TO BETTER ENTER “INTO THE COMPANY” AND INVOLVE ALL WORKERS IN A GROWTH PROCESS ON THE THEME OF SAFETY, ON-THE-JOB TRAINING MAY CONSTITUTE AN EFFECTIVE SYSTEM. An initial instrument, a classical one, to involve workers directly on the field is the safety walk, during which each person notes down his or her observations regarding the risks present and violations of safety norms, to then conclude with a comparison in the classroom, also in the presence of a safety expert. Even though it is an interesting system to promote active involvement, it cannot completely solve the problem (this plan cannot be repeated often with the same group of workers, because it becomes repetitive). To take the next step, it is necessary that the instructor stay close to the worker during his or her daily work activity. Brief meetings, preferably less than 2 hours, repeated in the course of a few months, involving not more than 3 or 4 workers at a time. Trials with different duration times have been performed (from 6 to 10 hours per group of workers). Three can be the types of intervention, and they can be used also within the same course:

 

• Individual risk detection activity and the search for simple solutions to keep them under control. This activity develops the capability to analyze real-life situations, but it also helps to understand the basic information flows (to whom should I communicate a potential danger situation? How should I do this? How much time do I have?);

• Illustration of company safety rules by the instructor (the participants are involved through general queries and through assessing the appropriateness of the instructions in which often, to liven up dialogue, errors are inserted). The main objective is discussion, intended as workers’ acknowledgement of the company situation; an indirect benefit stemming from this is that they obtain information on the contents of the safety instructions in force;

• Workers’ illustration and comment of the company’s safety instructions. In this case, the instructor plays a fundamental role in organizing the material and then guiding the various phases of the discussion. This type of intervention answers the need to supply each worker with the basic communication instruments about safety. Because each worker, besides being requested to understand the risks and find the relative control measures, may – according to his or her role within the company – also need to communicate his/her observations to colleagues, inform on risks, or give orders regarding safety.

 

SPEAKING FROM PERSONAL EXPERIENCE, THE ON-THE-JOB TRAINING APPROACH HAS YIELDED RATHER SATISFACTORY RESULTS. A good portion of workers clearly perceives the basic message and pays greater attention to safety. And the change in mentality takes place in a good number of them (over 50% even in the less satisfactory cases). Efficacy measurements have been taken, not so much through banal learning assessments, but rather by monitoring the behavior or workers “before and after”, through intense auditing programs directly on the field.
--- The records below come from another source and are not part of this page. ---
//! Log setup
//!
//! The terminal belongs to the dashboard, so log lines go to a file.

use std::fs::{self, OpenOptions};
use std::io;
use std::path::PathBuf;
use std::sync::Mutex;

use shelfwatch_core::LogConfig;
use tracing_subscriber::EnvFilter;

/// Install the global subscriber. `RUST_LOG` wins over the configured filter.
pub fn init(config: &LogConfig) -> io::Result<PathBuf> {
    let path = config.resolved_file();
    if let Some(parent) = path.parent().filter(|p| !p.as_os_str().is_empty()) {
        fs::create_dir_all(parent)?;
    }
    let file = OpenOptions::new().create(true).append(true).open(&path)?;

    let filter =
        EnvFilter::try_from_default_env().unwrap_or_else(|_| EnvFilter::new(&config.filter));

    tracing_subscriber::fmt()
        .with_env_filter(filter)
        .with_writer(Mutex::new(file))
        .with_ansi(false)
        .init();

    Ok(path)
}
At the same time, training also proved a good occasion to make a critical analysis of the safety procedures adopted within the company (often leading to revisions/corrections/adjustments with respect to the workplace).
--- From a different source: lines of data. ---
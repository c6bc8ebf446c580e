//! Error types for shelfwatch-core

use thiserror::Error;

use crate::config::ConfigError;

/// Result type alias for shelfwatch operations
pub type Result<T> = std::result::Result<T, ShelfwatchError>;

/// Main error type for shelfwatch operations
#[derive(Error, Debug)]
pub enum ShelfwatchError {
    /// Configuration-related errors
    #[error("Config error: {0}")]
    Config(#[from] ConfigError),

    /// IO error while reading configuration
    #[error("IO error: {0}")]
    Io(String),
}

/// Snapshot decoding errors
///
/// Returned directly by [`crate::Snapshot::parse`]. The lenient path used by
/// the dashboard turns every one of them into an empty snapshot.
#[derive(Error, Debug)]
pub enum SnapshotError {
    /// Body is not valid JSON
    #[error("Invalid JSON: {0}")]
    InvalidJson(String),

    /// Body is JSON but not an object
    #[error("Expected a JSON object, got {0}")]
    NotAnObject(String),

    /// Neither `records` nor `predictions` holds an array
    #[error("Missing record list")]
    MissingRecords,
}

impl From<std::io::Error> for ShelfwatchError {
    fn from(err: std::io::Error) -> Self {
        ShelfwatchError::Io(err.to_string())
    }
}

impl From<serde_json::Error> for SnapshotError {
    fn from(err: serde_json::Error) -> Self {
        SnapshotError::InvalidJson(err.to_string())
    }
}

impl From<toml::de::Error> for ShelfwatchError {
    fn from(err: toml::de::Error) -> Self {
        ShelfwatchError::Config(ConfigError::Parse(err.to_string()))
    }
}

#[cfg(test)]
mod tests {
    use super::*;

    #[test]
    fn test_toml_error_is_config_parse() {
        let err: ShelfwatchError = toml::from_str::<toml::Value>("[api")
            .unwrap_err()
            .into();
        assert!(matches!(err, ShelfwatchError::Config(ConfigError::Parse(_))));
    }

    #[test]
    fn test_io_error_message_kept() {
        let io = std::io::Error::new(std::io::ErrorKind::NotFound, "config.toml");
        let err = ShelfwatchError::from(io);
        assert_eq!(err.to_string(), "IO error: config.toml");
    }

    #[test]
    fn test_snapshot_error_messages() {
        assert_eq!(SnapshotError::MissingRecords.to_string(), "Missing record list");
        assert_eq!(
            SnapshotError::NotAnObject("array".to_string()).to_string(),
            "Expected a JSON object, got array"
        );
    }
}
Of course, this is counter-balanced by some defects:

 

• The number of teaching hours increases;

• On-the-job training (or other equivalent interventions) must be repeated in time (for example on a two-year basis) in order to maintain a high level of attention.

 

Unfortunately, the latter aspect clearly gains in importance, and hence brings to light also the need for a repeated investment in time, and one that the company must make if it wants to pursue and maintain the results we have spoken about.